The Payment Services segment’s pre-tax income grew 10% year over year to $47 million. Revenues were up $10 million, reflecting an increase in point-of-sale transactions on the PULSE network, which carry a higher margin, and higher third-party issuer volume, partly offset by increased incentives.

Moreover, expenses increased $6 million from the year-ago level. Payment Services dollar volume accelerated 12% from the year-ago quarter to $51.4 billion, reflecting higher PULSE and third-party issuer volume.

Share Repurchase Update

During the reported quarter, Discover repurchased 13.5 million shares for $447 million under its $2 billion share repurchase program.

Our Take

Discover has been generating exceptional card sales volume over the past few quarters, owing to improved consumer spending and credit quality trends. Moreover, operating performance of the Payment Services segment was impressive, which contributed to the bottom-line growth. Also, the company has a strong inorganic growth policy, which apart from boosting earnings also fosters portfolio diversification.

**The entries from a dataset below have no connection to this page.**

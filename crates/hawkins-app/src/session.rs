//! Session state store.
//!
//! [`Session`] is the single source of truth of a run: sanity, possession,
//! the message being transmitted and the progress of every recovery gesture.
//! All mutation goes through the named operations below. Like every state
//! machine in this workspace it performs no I/O and never reads a clock; time
//! is passed in.
//!
//! # State Machine
//!
//! ```text
//!              drain to 0                     gesture / deadline
//! ┌────────┐ ───────────> ┌───────────┐ ─────────────────────> ┌────────┐
//! │ Lucid  │              │ Possessed │                        │ Lucid  │
//! │ 0<s≤100│ <─────────── │   s = 0   │                        │ s = max│
//! └────────┘              └───────────┘                        └────────┘
//! ```
//!
//! # Invariants
//!
//! - `0 <= sanity <= max_sanity`
//! - `possession_ends_at.is_some() == is_possessed()`
//! - possessed implies `sanity == 0`
//! - `current_letter.is_some()` implies `is_encoding()`
//!
//! Precondition violations (ending a possession that never started, lighting
//! a letter while idle, overlapping transmissions) are ignored and logged at
//! debug level. No operation fails.

use std::time::Duration;

use hawkins_core::{SessionConfig, Timestamp};

use crate::{
    KeyInput,
    change::{EndCause, SessionChange},
    recovery::{BlindWord, ClickBurst, Gesture, SequenceMatcher, SequenceStep},
};

/// Handle returned by [`Session::subscribe`].
pub type SubscriptionId = u64;

type Subscriber<I> = Box<dyn FnMut(&SessionChange<I>) + Send>;

/// Plain copy of every session field.
#[derive(Debug, Clone, PartialEq, Eq)]
pub struct SessionSnapshot<I> {
    /// Current sanity.
    pub sanity: u32,
    /// Upper bound of sanity.
    pub max_sanity: u32,
    /// Whether the session is possessed.
    pub is_possessed: bool,
    /// Possession deadline. `None` when lucid.
    pub possession_ends_at: Option<I>,
    /// Message text (upper-case).
    pub message: String,
    /// Whether a transmission is in flight.
    pub is_encoding: bool,
    /// Lit letter. `None` when dark.
    pub current_letter: Option<char>,
    /// When the last rift fired.
    pub last_rift_time: I,
    /// Matched prefix length of the secret sequence.
    pub konami_progress: usize,
    /// Length of the secret sequence.
    pub konami_len: usize,
    /// Trailing typed characters.
    pub eleven_typed: String,
    /// Clicks in the current burst.
    pub logo_click_count: u32,
    /// Time of the last counted click.
    pub last_logo_click: Option<I>,
    /// Whether the recovery celebration is showing.
    pub just_recovered: bool,
}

However, the expenses of Discover have been rising due to higher compensation and benefit expenses, infrastructure development and growth initiatives. Moreover, the company expects its litigation expenses to rise, and has been strengthening its reserves for this reason.

Nevertheless, the remarkable improvement in credit quality makes us optimistic about Discover’s future earnings. Additionally, the company’s extensive network, sound capital position and cost containment initiatives are expected to accentuate growth over the long term.

Discover competes with other card companies like MasterCard Inc. (MA) and Visa Inc. (V). Currently, the company caries a Zacks #2 Rank, implying a Buy rating in the short term.